* **REQUIRED WORK**
In full and without alteration, return the records below.

Records excerpted from a collection
########
//! Ready-made scheduler messages for the common kernel actions.
//!
//! Each helper returns a closure usable with `Scheduler::add`.  The returned
//! message keeps itself scheduled while its action succeeds; a failure is
//! logged and the message drops out of the queue.

use std::cell::RefCell;
use std::rc::Rc;

use tracing::error;

use ms_behavior::Agent;
use ms_core::Event;
use ms_spatial::{SpaceRef, SyncScope};

/// Execute `agent` every time the event fires.
pub fn execute_agent<A>(agent: &Rc<RefCell<A>>) -> impl FnMut(&Event) -> bool + 'static
where
    A: Agent + 'static,
{
    let agent = Rc::clone(agent);
    move |event: &Event| {
        let Ok(mut a) = agent.try_borrow_mut() else {
            error!(time = event.time(), "agent is borrowed elsewhere; dropping its message");
            return false;
        };
        match a.execute(event) {
            Ok(()) => true,
            Err(e) => {
                error!(agent = %a.id(), time = event.time(), error = %e, "agent execution failed");
                false
            }
        }
    }
}

/// Apply deferred structural changes, then snapshot every cell's state.
pub fn synchronize_space(space: &SpaceRef) -> impl FnMut(&Event) -> bool + 'static {
    let space = SpaceRef::clone(space);
    move |event: &Event| {
        let Ok(mut s) = space.try_borrow_mut() else {
            error!(time = event.time(), "cellular space is borrowed elsewhere; dropping its message");
            return false;
        };
        if let Err(e) = s.update() {
            error!(space = %s.name(), time = event.time(), error = %e, "structural update failed");
            return false;
        }
        s.synchronize(SyncScope::All);
        true
    }
}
########
* **ANSWER SPACE**
//! Ready-made scheduler messages for the common kernel actions.
//!
//! Each helper returns a closure usable with `Scheduler::add`.  The returned
//! message keeps itself scheduled while its action succeeds; a failure is
//! logged and the message drops out of the queue.

use std::cell::RefCell;
use std::rc::Rc;

use tracing::error;

use ms_behavior::Agent;
use ms_core::Event;
use ms_spatial::{SpaceRef, SyncScope};

/// Execute `agent` every time the event fires.
pub fn execute_agent<A>(agent: &Rc<RefCell<A>>) -> impl FnMut(&Event) -> bool + 'static
where
    A: Agent + 'static,
{
    let agent = Rc::clone(agent);
    move |event: &Event| {
        let Ok(mut a) = agent.try_borrow_mut() else {
            error!(time = event.time(), "agent is borrowed elsewhere; dropping its message");
            return false;
        };
        match a.execute(event) {
            Ok(()) => true,
            Err(e) => {
                error!(agent = %a.id(), time = event.time(), error = %e, "agent execution failed");
                false
            }
        }
    }
}

/// Apply deferred structural changes, then snapshot every cell's state.
pub fn synchronize_space(space: &SpaceRef) -> impl FnMut(&Event) -> bool + 'static {
    let space = SpaceRef::clone(space);
    move |event: &Event| {
        let Ok(mut s) = space.try_borrow_mut() else {
            error!(time = event.time(), "cellular space is borrowed elsewhere; dropping its message");
            return false;
        };
        if let Err(e) = s.update() {
            error!(space = %s.name(), time = event.time(), error = %e, "structural update failed");
            return false;
        }
        s.synchronize(SyncScope::All);
        true
    }
}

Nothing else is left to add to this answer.